Factors Associated With Decreased Accuracy of Modified Thrombolysis in Cerebral Infarct Scoring Among Neurointerventionalists During Thrombectomy

Stroke. 2021 Nov;52(11):e733-e738. doi: 10.1161/STROKEAHA.120.033372. Epub 2021 Sep 9.

Abstract

Background and purpose: The modified Thrombolysis in Cerebral Infarct (mTICI) score is used to grade angiographic outcome after endovascular thrombectomy. We sought to identify factors that decrease the accuracy of intraprocedural mTICI.

Methods: We performed a 2-center retrospective cohort study comparing operator (n=6) mTICI scores to consensus scores from blinded adjudicators. Groups were also assessed by dichotomizing mTICI scores to 0–2a versus 2b–3.

Results: One hundred thirty endovascular thrombectomy procedures were included. Operators and adjudicators had a pairwise agreement in 96 cases (73.8%). Krippendorff α was 0.712. Multivariate analysis showed endovascular thrombectomy overnight (odds ratio [OR]=3.84 [95% CI, 1.22–12.1]), lacking frontal (OR, 5.66 [95 CI, 1.36–23.6]), or occipital (OR, 7.18 [95 CI, 2.12–24.3]) region reperfusion, and higher operator mTICI scores (OR, 2.16 [95 CI, 1.16–4.01]) were predictive of incorrectly scoring mTICI intraprocedurally. With dichotomized mTICI scores, increasing number of passes was associated with increased risk of operator error (OR, 1.93 [95 CI, 1.22–3.05]).
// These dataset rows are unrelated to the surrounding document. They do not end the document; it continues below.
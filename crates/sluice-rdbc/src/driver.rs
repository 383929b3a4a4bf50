//! Driver registry
//!
//! Resolves a driver identifier, as found in sink configuration, to a
//! [`Driver`]. Identifiers are matched case-insensitively and a driver may be
//! registered under several aliases (a short name and the class name JDBC
//! users are used to, for example).

use std::collections::HashMap;
use std::sync::Arc;

use crate::connection::Driver;
use crate::error::{Error, Result};
use crate::memory::MemoryDriver;

/// Name-keyed set of available drivers
#[derive(Clone, Default)]
pub struct DriverRegistry {
    drivers: HashMap<String, Arc<dyn Driver>>,
}

impl DriverRegistry {
    /// Create an empty registry
    pub fn new() -> Self {
        Self::default()
    }

    /// Registry with every driver compiled into this build
    ///
    /// - `memory` (always)
    /// - `postgres`, `postgresql`, `org.postgresql.Driver` (feature `postgres`)
    /// - `mysql`, `mariadb`, `com.mysql.cj.jdbc.Driver`, `com.mysql.jdbc.Driver`
    ///   (feature `mysql`)
    pub fn with_defaults() -> Self {
        let mut registry = Self::new();
        registry.register("memory", Arc::new(MemoryDriver::new()));

        #[cfg(feature = "postgres")]
        registry.register_aliases(
            &["postgres", "postgresql", "org.postgresql.Driver"],
            Arc::new(crate::postgres::PgDriver),
        );

        #[cfg(feature = "mysql")]
        registry.register_aliases(
            &[
                "mysql",
                "mariadb",
                "com.mysql.cj.jdbc.Driver",
                "com.mysql.jdbc.Driver",
            ],
            Arc::new(crate::mysql::MySqlDriver),
        );

        registry
    }

    /// Register a driver under a name, replacing any previous entry
    pub fn register(&mut self, name: impl AsRef<str>, driver: Arc<dyn Driver>) -> &mut Self {
        self.drivers
            .insert(name.as_ref().to_ascii_lowercase(), driver);
        self
    }

    /// Register one driver under several names
    pub fn register_aliases(&mut self, names: &[&str], driver: Arc<dyn Driver>) -> &mut Self {
        for name in names {
            self.register(name, Arc::clone(&driver));
        }
        self
    }

    /// Builder-style registration
    pub fn with_driver(mut self, name: impl AsRef<str>, driver: Arc<dyn Driver>) -> Self {
        self.register(name, driver);
        self
    }

    /// Look up a driver by name
    pub fn resolve(&self, name: &str) -> Result<Arc<dyn Driver>> {
        self.drivers
            .get(&name.trim().to_ascii_lowercase())
            .cloned()
            .ok_or_else(|| Error::driver_not_found(name))
    }

    /// Whether a driver is registered under this name
    pub fn contains(&self, name: &str) -> bool {
        self.drivers
            .contains_key(&name.trim().to_ascii_lowercase())
    }

    /// Registered names, sorted
    pub fn names(&self) -> Vec<&str> {
        let mut names: Vec<&str> = self.drivers.keys().map(String::as_str).collect();
        names.sort_unstable();
        names
    }
}

impl std::fmt::Debug for DriverRegistry {
    fn fmt(&self, f: &mut std::fmt::Formatter<'_>) -> std::fmt::Result {
        f.debug_struct("DriverRegistry")
            .field("drivers", &self.names())
            .finish()
    }
}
Conclusions: In our study, mTICI disagreement between operator and adjudicators was observed in 26.2% of cases. Interventions that took place between 22:30 and 4:00, featured frontal or occipital region nonperfusion, higher operator mTICI scores, and increased number of passes had higher odds of intraprocedural mTICI inaccuracy.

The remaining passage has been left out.